[Problem to work on] Only the number is needed: the count of lines in the records with the word "Duration".

[Available data]
********

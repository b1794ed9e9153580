//! The crawl loop: a fetch stage and a resolve stage joined by two bounded
//! queues.
//!
//! ```text
//! seed -> [address queue] -> fetch stage -> [content queue] -> resolve stage
//!               ^                                                   |
//!               +---------------- zero or one address --------------+
//! ```
//!
//! Each stage owns the receiving end of its input queue and spawns one unit
//! per item, gated by a semaphore. A stage stops when its queue stays empty
//! for the idle timeout, or when every producer for it is gone. Stopping drops
//! the receiver, so producers still holding an item abandon it instead of
//! blocking on a queue nobody reads.

use std::sync::atomic::{AtomicU64, Ordering};
use std::sync::Arc;
use std::time::Duration;

use collector_logging::{collector_debug, collector_info, collector_warn};
use tokio::sync::{mpsc, OwnedSemaphorePermit, Semaphore};
use tokio_util::task::TaskTracker;

use crate::budget::FetchBudget;
use crate::fetch::Fetcher;
use crate::progress::{NullProgressSink, ProgressSink};
use crate::resolve::Resolver;
use crate::{Address, Content, CrawlReport, EngineEvent, RejectReason, Stage, StopReason};

#[derive(Debug, Clone, PartialEq, Eq)]
pub struct EngineConfig {
    /// Addresses at this depth or deeper are never fetched.
    pub max_depth: u32,
    /// Ceiling on successful fetches over the whole run.
    pub fetch_limit: u32,
    /// How long a stage waits on an empty queue before it stops.
    pub idle_timeout: Duration,
    /// Pause before each address dequeue in the fetch stage.
    pub poll_interval: Duration,
    /// Capacity of each of the two queues.
    pub queue_capacity: usize,
    /// Collaborator calls allowed in flight per stage.
    pub max_concurrency: usize,
}

impl Default for EngineConfig {
    fn default() -> Self {
        Self {
            max_depth: 1,
            fetch_limit: 100,
            idle_timeout: Duration::from_secs(10),
            poll_interval: Duration::from_secs(1),
            queue_capacity: 10,
            max_concurrency: 16,
        }
    }
}

impl EngineConfig {
    pub fn validate(&self) -> Result<(), ConfigError> {
        if self.queue_capacity == 0 {
            return Err(ConfigError::ZeroQueueCapacity);
        }
        if self.max_concurrency == 0 {
            return Err(ConfigError::ZeroConcurrency);
        }
        Ok(())
    }
}

#[derive(Debug, Clone, PartialEq, Eq, thiserror::Error)]
pub enum ConfigError {
    #[error("queue capacity must be greater than 0")]
    ZeroQueueCapacity,
    #[error("max concurrency must be greater than 0")]
    ZeroConcurrency,
}

#[derive(Debug, thiserror::Error)]
pub enum EngineError {
    #[error("failed to build async runtime: {0}")]
    Runtime(#[from] std::io::Error),
}

pub struct Engine {
    config: EngineConfig,
    fetcher: Arc<dyn Fetcher>,
    resolver: Arc<dyn Resolver>,
    sink: Arc<dyn ProgressSink>,
    address_tx: mpsc::Sender<Address>,
    address_rx: mpsc::Receiver<Address>,
    content_tx: mpsc::Sender<Content>,
    content_rx: mpsc::Receiver<Content>,
}

impl Engine {
    /// Creates an engine with `seed` already queued at depth 0.
    pub fn new(
        seed: impl Into<String>,
        config: EngineConfig,
        fetcher: Arc<dyn Fetcher>,
        resolver: Arc<dyn Resolver>,
    ) -> Result<Self, ConfigError> {
        config.validate()?;
        let (address_tx, address_rx) = mpsc::channel(config.queue_capacity);
        let (content_tx, content_rx) = mpsc::channel(config.queue_capacity);
        // A fresh channel with validated non-zero capacity always has room
        // for the seed, so a full queue here means a zero capacity slipped by.
        address_tx
            .try_send(Address::seed(seed))
            .map_err(|_| ConfigError::ZeroQueueCapacity)?;

        Ok(Self {
            config,
            fetcher,
            resolver,
            sink: Arc::new(NullProgressSink),
            address_tx,
            address_rx,
            content_tx,
            content_rx,
        })
    }

    pub fn with_progress_sink(mut self, sink: Arc<dyn ProgressSink>) -> Self {
        self.sink = sink;
        self
    }

    /// Runs both stages on the current tokio runtime.
    ///
    /// Returns once both stages have stopped and every spawned unit finished.
    pub async fn start(self) -> CrawlReport {
        let Engine {
            config,
            fetcher,
            resolver,
            sink,
            address_tx,
            address_rx,
            content_tx,
            content_rx,
        } = self;

        collector_info!(
            "Starting crawl: max_depth={} fetch_limit={} idle_timeout={:?} concurrency={}",
            config.max_depth,
            config.fetch_limit,
            config.idle_timeout,
            config.max_concurrency
        );

        let tracker = TaskTracker::new();
        let shared = Arc::new(Shared {
            budget: FetchBudget::new(config.fetch_limit),
            fetch_permits: Arc::new(Semaphore::new(config.max_concurrency)),
            resolve_permits: Arc::new(Semaphore::new(config.max_concurrency)),
            counters: Counters::default(),
            tracker: tracker.clone(),
            config,
            fetcher,
            resolver,
            sink,
        });

        tracker.spawn(run_fetch_stage(shared.clone(), address_rx, content_tx));
        tracker.spawn(run_resolve_stage(shared.clone(), content_rx, address_tx));
        tracker.close();
        tracker.wait().await;

        let report = shared.report();
        collector_info!("Crawl finished: {:?}", report);
        report
    }

    /// Runs the crawl to completion on a dedicated runtime, blocking the caller.
    pub fn run_blocking(self) -> Result<CrawlReport, EngineError> {
        let runtime = tokio::runtime::Builder::new_multi_thread()
            .enable_all()
            .build()?;
        Ok(runtime.block_on(self.start()))
    }
}

struct Shared {
    config: EngineConfig,
    budget: FetchBudget,
    fetch_permits: Arc<Semaphore>,
    resolve_permits: Arc<Semaphore>,
    counters: Counters,
    tracker: TaskTracker,
    fetcher: Arc<dyn Fetcher>,
    resolver: Arc<dyn Resolver>,
    sink: Arc<dyn ProgressSink>,
}

#[derive(Debug, Default)]
struct Counters {
    fetch_failures: AtomicU64,
    rejected_depth: AtomicU64,
    rejected_limit: AtomicU64,
    resolved: AtomicU64,
    terminal: AtomicU64,
    resolve_failures: AtomicU64,
    dropped_contents: AtomicU64,
    dropped_addresses: AtomicU64,
}

fn bump(counter: &AtomicU64) {
    counter.fetch_add(1, Ordering::Relaxed);
}

impl Shared {
    /// Admission control. On success a fetch slot is held by the caller.
    fn admit(&self, address: &Address) -> Result<(), RejectReason> {
        if address.depth >= self.config.max_depth {
            return Err(RejectReason::DepthLimit {
                max_depth: self.config.max_depth,
            });
        }
        if !self.budget.try_reserve() {
            return Err(RejectReason::FetchLimit {
                fetch_limit: self.budget.limit(),
            });
        }
        Ok(())
    }

    fn reject(&self, address: Address, reason: RejectReason) {
        match reason {
            RejectReason::DepthLimit { .. } => bump(&self.counters.rejected_depth),
            RejectReason::FetchLimit { .. } => bump(&self.counters.rejected_limit),
        }
        collector_debug!(
            "Rejected {} at depth {}: {:?}",
            address.location,
            address.depth,
            reason
        );
        self.sink.emit(EngineEvent::Rejected { address, reason });
    }

    fn dropped(&self, stage: Stage) {
        match stage {
            Stage::Fetch => bump(&self.counters.dropped_addresses),
            Stage::Resolve => bump(&self.counters.dropped_contents),
        }
        self.sink.emit(EngineEvent::Dropped { stage });
    }

    fn stage_stopped(&self, stage: Stage, reason: StopReason) {
        match reason {
            StopReason::IdleTimeout => collector_info!(
                "{:?} stage idle for {:?}, stopping",
                stage,
                self.config.idle_timeout
            ),
            StopReason::UpstreamClosed => {
                collector_info!("{:?} stage input closed, stopping", stage)
            }
        }
        self.sink.emit(EngineEvent::StageStopped { stage, reason });
    }

    fn report(&self) -> CrawlReport {
        let c = &self.counters;
        CrawlReport {
            fetched: self.budget.used(),
            fetch_failures: c.fetch_failures.load(Ordering::Relaxed),
            rejected_depth: c.rejected_depth.load(Ordering::Relaxed),
            rejected_limit: c.rejected_limit.load(Ordering::Relaxed),
            resolved: c.resolved.load(Ordering::Relaxed),
            terminal: c.terminal.load(Ordering::Relaxed),
            resolve_failures: c.resolve_failures.load(Ordering::Relaxed),
            dropped_contents: c.dropped_contents.load(Ordering::Relaxed),
            dropped_addresses: c.dropped_addresses.load(Ordering::Relaxed),
        }
    }
}

/// Waits up to `idle_timeout` for the next item.
async fn next_item<T>(queue: &mut mpsc::Receiver<T>, idle_timeout: Duration) -> Result<T, StopReason> {
    match tokio::time::timeout(idle_timeout, queue.recv()).await {
        Ok(Some(item)) => Ok(item),
        Ok(None) => Err(StopReason::UpstreamClosed),
        Err(_) => Err(StopReason::IdleTimeout),
    }
}

async fn run_fetch_stage(
    shared: Arc<Shared>,
    mut addresses: mpsc::Receiver<Address>,
    contents: mpsc::Sender<Content>,
) {
    let reason = loop {
        if !shared.config.poll_interval.is_zero() {
            tokio::time::sleep(shared.config.poll_interval).await;
        }
        let address = match next_item(&mut addresses, shared.config.idle_timeout).await {
            Ok(address) => address,
            Err(reason) => break reason,
        };
        if let Err(reason) = shared.admit(&address) {
            shared.reject(address, reason);
            continue;
        }

        let permit = match shared.fetch_permits.clone().acquire_owned().await {
            Ok(permit) => permit,
            Err(err) => {
                shared.budget.release();
                collector_warn!("Fetch permits unavailable, skipping {}: {}", address.location, err);
                continue;
            }
        };
        shared.tracker.spawn(fetch_unit(
            shared.clone(),
            address,
            permit,
            contents.clone(),
        ));
    };

    // Closing the frontier here makes late resolve units drop their address.
    drop(addresses);
    shared.stage_stopped(Stage::Fetch, reason);
}

async fn fetch_unit(
    shared: Arc<Shared>,
    address: Address,
    permit: OwnedSemaphorePermit,
    contents: mpsc::Sender<Content>,
) {
    let result = shared.fetcher.fetch(&address).await;
    drop(permit);

    let content = match result {
        Ok(content) => content,
        Err(error) => {
            shared.budget.release();
            bump(&shared.counters.fetch_failures);
            collector_warn!("Fetch failed for {}: {}", address.location, error);
            shared.sink.emit(EngineEvent::FetchFailed { address, error });
            return;
        }
    };

    collector_debug!(
        "Fetched {} ({} content, {} bytes, depth {})",
        address.location,
        content.kind,
        content.payload.len(),
        address.depth
    );
    shared.sink.emit(EngineEvent::Fetched {
        location: address.location,
        depth: address.depth,
        bytes: content.payload.len(),
    });

    if let Err(mpsc::error::SendError(content)) = contents.send(content).await {
        collector_warn!(
            "Resolve stage already stopped, dropping {} content {:?}",
            content.kind,
            content.name
        );
        shared.dropped(Stage::Resolve);
    }
}

async fn run_resolve_stage(
    shared: Arc<Shared>,
    mut contents: mpsc::Receiver<Content>,
    addresses: mpsc::Sender<Address>,
) {
    let reason = loop {
        let content = match next_item(&mut contents, shared.config.idle_timeout).await {
            Ok(content) => content,
            Err(reason) => break reason,
        };

        let permit = match shared.resolve_permits.clone().acquire_owned().await {
            Ok(permit) => permit,
            Err(err) => {
                collector_warn!("Resolve permits unavailable, skipping {:?}: {}", content.name, err);
                continue;
            }
        };
        shared.tracker.spawn(resolve_unit(
            shared.clone(),
            content,
            permit,
            addresses.clone(),
        ));
    };

    drop(contents);
    shared.stage_stopped(Stage::Resolve, reason);
}

async fn resolve_unit(
    shared: Arc<Shared>,
    content: Content,
    permit: OwnedSemaphorePermit,
    addresses: mpsc::Sender<Address>,
) {
    let result = shared.resolver.resolve(&content).await;
    drop(permit);

    match result {
        Ok(Some(next)) => {
            bump(&shared.counters.resolved);
            shared.sink.emit(EngineEvent::Resolved {
                depth: content.depth,
                next: Some(next.clone()),
            });
            if let Err(mpsc::error::SendError(next)) = addresses.send(next).await {
                collector_warn!(
                    "Fetch stage already stopped, dropping address {}",
                    next.location
                );
                shared.dropped(Stage::Fetch);
            }
        }
        Ok(None) => {
            bump(&shared.counters.terminal);
            shared.sink.emit(EngineEvent::Resolved {
                depth: content.depth,
                next: None,
            });
        }
        Err(err) => {
            bump(&shared.counters.resolve_failures);
            collector_warn!(
                "Resolve failed for {} content {:?}: {}",
                content.kind,
                content.name,
                err
            );
            shared.sink.emit(EngineEvent::ResolveFailed {
                name: content.name,
                depth: content.depth,
                message: err.to_string(),
            });
        }
    }
}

********

[Solved exercise] 6